I wonder if OP would be able to test out of the basic requirements - algebra, language, etc. I was able to skip some of my curriculum because I took some of classes in high school that transferred over, and some I just fully tested out of - saved me probably at least a semester's worth of classes.

markus_zhang 9 days ago

Yeah that's a good thought.

I'd say OP can probably do it a lot better and cheaper by building his own benches. I don't know what he exactly wants to do, but an introductory bench including an Oscilloscope, a multimeter, a dedicate power source, a function generator, a soldering station, a desoldering station and a logical analyzer is going to be a lot more affordable, especially if OP is willing to ask around for second handed equipments.

Then OP can take a look of MIT open course and similar materials to find labs to work on.

ryandrake 9 days ago

What are some of these "BS courses" that you think you could have left out? I used to think this way when I was younger, but now I'm glad my undergrad university had at least some arts and humanities requirements to round out the degree. IMO we have too many Spock-like figures in tech who aced linear algebra and can balance a binary tree in 13 programming languages, but have not even a remote exposure to ethics, philosophy or history. They end up working for terrible companies, happily building the Torment Nexus because it's an interesting technical challenge. Or they just can't have an educated conversation about a topic that's not tech related. University is not just job training.

markus_zhang 9 days ago

I guess it's different for each of us, but I would be surprised if you think EVERY course you took is useful. There must be one or two?
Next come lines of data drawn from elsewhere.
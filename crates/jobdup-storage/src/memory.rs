//! In-process cache used when no shared cache server is configured.

use std::collections::HashMap;
use std::time::Duration;

use async_trait::async_trait;
use jobdup_core::{CacheStore, StoreResult};
use tokio::sync::Mutex;
use tokio::time::Instant;

#[derive(Debug, Clone)]
struct CacheEntry {
    value: String,
    expires_at: Instant,
}

/// Process-local TTL cache implementing the cache port.
#[derive(Debug, Default)]
pub struct MemoryCache {
    entries: Mutex<HashMap<String, CacheEntry>>,
}

impl MemoryCache {
    pub fn new() -> Self {
        Self::default()
    }
}

#[async_trait]
impl CacheStore for MemoryCache {
    async fn get(&self, key: &str) -> StoreResult<Option<String>> {
        let mut entries = self.entries.lock().await;
        match entries.get(key) {
            Some(entry) if entry.expires_at > Instant::now() => Ok(Some(entry.value.clone())),
            Some(_) => {
                entries.remove(key);
                Ok(None)
            }
            None => Ok(None),
        }
    }

    /// Expired entries are dropped on every write so keys that are never read again do not pile up.
    async fn set(&self, key: &str, value: String, ttl: Duration) -> StoreResult<()> {
        let now = Instant::now();
        let mut entries = self.entries.lock().await;
        entries.retain(|_, entry| entry.expires_at > now);
        entries.insert(
            key.to_string(),
            CacheEntry {
                value,
                expires_at: now + ttl,
            },
        );
        Ok(())
    }
}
I used to read a lot of history and humanity books so I don't really want to spend money on any such courses. Plus there are so many free ones online so I can take whatever I want instead of being forced to take something I might dislike.

Some universities offer independent studies which is cool, in which people can take courses they want. But for OP's cause I think just building a bench by himself and working on open courses is better, unless that degree is really useful.

ryandrake 9 days ago

University degrees provide (among other things): Job training, a broad, well-rounded education, and a piece of paper at the end that certifies you got both. You may have independently studied the arts long ago, just like you may already have been a math or programming wizard, but the university doesn't know this and cannot certify it in writing.

Reasonable people can argue whether or not universities -should- just be single-subject job training. But as it stands today, they aren't.

I agree with you though: If OP just wants training in a single discipline, there are tons of online engineering courses, many of them free. That's not what a university degree is for.